My sister in law got a 2 year biz degree. You're qualified to be a secretary
(without experience). She went back and got LPN with an additional year at
school.

Her job outlook is amazing. Her income is 2 to 3 times what she could have
made with only her business degree.

Associated degree/some college includes a lot of things like child
care/business, etc.

------
scotty79
Our wealth has grown exponentially in recent decades but poor people still
work 9 to 5 or more.

Wealth is manufactured by machines not people.
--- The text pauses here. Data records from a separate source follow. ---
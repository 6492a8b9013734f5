use crate::prelude::*;
use num_bigint::BigUint;

/// Parse an optionally negative decimal integer into `(negative, magnitude)`.
/// Surrounding whitespace is ignored; a leading `+`, exponents and
/// fractions are not accepted.
pub fn parse_signed_decimal(s: &str) -> Result<(bool, BigUint)> {
    let s = s.trim();
    let (negative, digits) = s.strip_prefix('-').map_or((false, s), |rest| (true, rest));
    if digits.is_empty() || !digits.bytes().all(|b| b.is_ascii_digit()) {
        return Err(AlgebraError::DeserializationError);
    }
    BigUint::parse_bytes(digits.as_bytes(), 10)
        .map(|magnitude| (negative, magnitude))
        .ok_or(AlgebraError::DeserializationError)
}

/// Map `(negative, magnitude)` to `±magnitude mod p`. Only magnitudes up to
/// `(p - 1) / 2` are accepted, which keeps the map injective.
pub fn signed_to_scalar<S: Scalar>(negative: bool, magnitude: &BigUint) -> Result<S> {
    if *magnitude > S::half_modulus() {
        return Err(AlgebraError::OutOfRange);
    }
    let v = S::from(magnitude);
    Ok(if negative { v.neg() } else { v })
}

/// The inverse of [`signed_to_scalar`]: representatives above `(p - 1) / 2`
/// are negative.
pub fn scalar_to_signed<S: Scalar>(v: &S) -> (bool, BigUint) {
    let value: BigUint = (*v).into();
    if value > S::half_modulus() {
        (true, S::modulus() - value)
    } else {
        (false, value)
    }
}

#[cfg(test)]
mod test {
    use super::*;
    use crate::bn254::BN254Scalar;

    type F = BN254Scalar;

    #[test]
    fn decimal_syntax() {
        assert_eq!(parse_signed_decimal("-42"), Ok((true, BigUint::from(42u32))));
        assert_eq!(parse_signed_decimal(" 7\n"), Ok((false, BigUint::from(7u32))));
        assert_eq!(parse_signed_decimal("-0"), Ok((true, BigUint::from(0u32))));
        for bad in ["", "-", "+5", "1.5", "1e3", "0x10", "--1", "1 000"] {
            assert_eq!(parse_signed_decimal(bad), Err(AlgebraError::DeserializationError), "{}", bad);
        }
    }

    #[test]
    fn signed_values_survive_the_field() {
        for v in [i64::MIN, -1000, -1, 0, 1, 12, 1 << 40, i64::MAX] {
            let (negative, magnitude) = scalar_to_signed(&F::from_i64(v));
            assert_eq!(negative, v < 0);
            assert_eq!(magnitude, BigUint::from(v.unsigned_abs()));
        }
    }

    #[test]
    fn the_signed_range_is_half_the_field() {
        let half = F::half_modulus();
        let top: F = signed_to_scalar(false, &half).unwrap();
        let bottom: F = signed_to_scalar(true, &half).unwrap();
        assert_eq!(top + bottom, F::zero());
        assert_eq!(scalar_to_signed(&bottom), (true, half.clone()));
        assert_eq!(
            signed_to_scalar::<F>(true, &(half + 1u32)),
            Err(AlgebraError::OutOfRange)
        );
    }
}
Some generation has to close the gap between how wealthy society is and how
much average member of society has to work for same basic needs.

You can't make basic necessities cost always nearly same amount of work
because that work thanks to technology is producing more and more wealth.

You can't keep prices of meals to be higher than recent technological wonder.
Someone at some point will call bullshit on that. "My sandwich is not worth
same amount of wealth as 4GB flash thumb drive. They just want me to pay this
much for sandwich to keep me working because I need sandwich. I'll just pass
on working, buy cheapest food and see how this works out. They don't seem to
want me in their companies anyway."

This unemployed generation can be the first one to take advantage of wealth
humans get from technology en masse without need to cunningly trick everyone
else out of their share. They'll get their share just by being more or less
human dead weight that rich won't be able to shake off because they can't kill
them or even let them die because there's for the first time too many of them.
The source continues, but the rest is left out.